> _The problem_: Sort through the data and copy the lines holding the word "saving".

Dataset entries
((

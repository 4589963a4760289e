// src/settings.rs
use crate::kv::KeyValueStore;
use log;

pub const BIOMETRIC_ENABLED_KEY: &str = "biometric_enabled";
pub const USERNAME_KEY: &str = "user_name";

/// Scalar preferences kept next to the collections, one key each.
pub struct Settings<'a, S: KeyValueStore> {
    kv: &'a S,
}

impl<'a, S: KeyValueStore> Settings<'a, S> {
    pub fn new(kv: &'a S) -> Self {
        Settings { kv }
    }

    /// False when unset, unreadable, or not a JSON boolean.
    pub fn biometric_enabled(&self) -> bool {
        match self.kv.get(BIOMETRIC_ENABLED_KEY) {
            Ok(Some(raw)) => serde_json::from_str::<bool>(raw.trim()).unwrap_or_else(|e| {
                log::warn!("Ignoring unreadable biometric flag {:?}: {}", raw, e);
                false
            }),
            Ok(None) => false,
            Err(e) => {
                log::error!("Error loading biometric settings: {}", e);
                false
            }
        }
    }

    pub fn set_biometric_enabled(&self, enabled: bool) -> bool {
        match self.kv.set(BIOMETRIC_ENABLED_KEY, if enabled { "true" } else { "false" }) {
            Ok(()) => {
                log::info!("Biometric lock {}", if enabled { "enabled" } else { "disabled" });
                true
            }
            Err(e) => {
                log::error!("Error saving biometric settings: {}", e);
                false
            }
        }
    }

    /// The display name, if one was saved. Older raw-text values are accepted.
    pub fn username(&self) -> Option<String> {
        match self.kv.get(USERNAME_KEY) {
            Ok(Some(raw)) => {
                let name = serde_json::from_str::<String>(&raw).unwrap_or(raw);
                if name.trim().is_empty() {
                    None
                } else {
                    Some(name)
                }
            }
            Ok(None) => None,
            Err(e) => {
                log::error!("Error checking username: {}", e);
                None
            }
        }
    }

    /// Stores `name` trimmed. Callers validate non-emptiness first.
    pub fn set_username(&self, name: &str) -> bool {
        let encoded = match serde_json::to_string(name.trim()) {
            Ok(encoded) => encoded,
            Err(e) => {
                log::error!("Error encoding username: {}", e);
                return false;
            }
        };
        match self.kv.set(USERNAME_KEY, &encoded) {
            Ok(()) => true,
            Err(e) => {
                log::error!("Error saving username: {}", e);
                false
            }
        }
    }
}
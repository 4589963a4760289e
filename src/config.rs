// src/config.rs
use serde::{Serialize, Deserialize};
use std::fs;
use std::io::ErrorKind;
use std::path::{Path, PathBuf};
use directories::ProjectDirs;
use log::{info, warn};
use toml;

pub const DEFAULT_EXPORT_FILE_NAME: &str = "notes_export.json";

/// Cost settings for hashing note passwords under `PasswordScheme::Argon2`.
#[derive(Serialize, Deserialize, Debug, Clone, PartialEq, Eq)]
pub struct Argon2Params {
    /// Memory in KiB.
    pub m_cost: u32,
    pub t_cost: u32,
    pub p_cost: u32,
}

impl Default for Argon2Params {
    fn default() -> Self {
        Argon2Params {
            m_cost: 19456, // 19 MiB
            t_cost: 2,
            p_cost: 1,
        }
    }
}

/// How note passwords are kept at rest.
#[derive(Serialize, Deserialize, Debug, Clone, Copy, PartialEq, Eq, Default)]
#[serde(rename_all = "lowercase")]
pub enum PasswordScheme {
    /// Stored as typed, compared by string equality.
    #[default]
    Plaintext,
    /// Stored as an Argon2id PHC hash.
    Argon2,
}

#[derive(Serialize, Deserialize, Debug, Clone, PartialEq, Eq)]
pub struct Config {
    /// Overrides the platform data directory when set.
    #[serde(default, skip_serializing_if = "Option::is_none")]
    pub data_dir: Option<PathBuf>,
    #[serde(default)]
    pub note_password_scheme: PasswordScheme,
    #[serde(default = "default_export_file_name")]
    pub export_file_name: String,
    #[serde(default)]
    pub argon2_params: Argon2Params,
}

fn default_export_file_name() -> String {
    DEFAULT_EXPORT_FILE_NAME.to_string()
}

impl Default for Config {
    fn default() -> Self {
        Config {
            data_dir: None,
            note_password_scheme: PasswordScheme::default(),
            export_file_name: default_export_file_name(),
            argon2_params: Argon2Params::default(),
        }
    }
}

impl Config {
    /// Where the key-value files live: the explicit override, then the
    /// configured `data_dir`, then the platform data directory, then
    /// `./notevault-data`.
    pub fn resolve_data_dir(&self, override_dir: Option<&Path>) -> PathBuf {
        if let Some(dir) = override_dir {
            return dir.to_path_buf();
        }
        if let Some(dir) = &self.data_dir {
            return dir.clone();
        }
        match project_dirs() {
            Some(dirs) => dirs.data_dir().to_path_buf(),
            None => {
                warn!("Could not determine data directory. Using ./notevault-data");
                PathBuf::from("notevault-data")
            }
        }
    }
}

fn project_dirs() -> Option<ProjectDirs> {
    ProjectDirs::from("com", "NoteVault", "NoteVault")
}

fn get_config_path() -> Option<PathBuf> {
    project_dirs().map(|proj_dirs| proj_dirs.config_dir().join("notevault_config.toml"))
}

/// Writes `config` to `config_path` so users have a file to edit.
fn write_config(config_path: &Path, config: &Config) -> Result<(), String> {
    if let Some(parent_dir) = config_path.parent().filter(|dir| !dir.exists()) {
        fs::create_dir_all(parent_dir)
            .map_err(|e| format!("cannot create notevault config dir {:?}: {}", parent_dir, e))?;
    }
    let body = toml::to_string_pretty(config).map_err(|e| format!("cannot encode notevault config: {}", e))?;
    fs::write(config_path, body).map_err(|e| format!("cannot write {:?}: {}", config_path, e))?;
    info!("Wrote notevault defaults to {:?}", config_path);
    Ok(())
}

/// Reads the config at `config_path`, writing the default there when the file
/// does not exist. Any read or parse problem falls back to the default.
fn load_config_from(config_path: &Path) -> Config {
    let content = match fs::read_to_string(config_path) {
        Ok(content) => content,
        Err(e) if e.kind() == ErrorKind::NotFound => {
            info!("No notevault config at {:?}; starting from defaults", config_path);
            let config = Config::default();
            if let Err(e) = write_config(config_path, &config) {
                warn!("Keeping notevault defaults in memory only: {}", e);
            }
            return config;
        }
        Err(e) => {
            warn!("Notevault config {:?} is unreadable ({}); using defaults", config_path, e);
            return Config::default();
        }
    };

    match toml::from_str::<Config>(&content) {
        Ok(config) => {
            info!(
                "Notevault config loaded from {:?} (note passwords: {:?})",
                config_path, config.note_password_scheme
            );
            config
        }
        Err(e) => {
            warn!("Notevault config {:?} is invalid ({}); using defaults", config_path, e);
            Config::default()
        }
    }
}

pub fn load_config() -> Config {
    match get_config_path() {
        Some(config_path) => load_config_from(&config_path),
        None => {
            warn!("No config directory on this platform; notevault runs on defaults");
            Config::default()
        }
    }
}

))

> _Finished exercise_:
                log::error!("Error saving biometric settings: {}", e);
                log::error!("Error saving username: {}", e);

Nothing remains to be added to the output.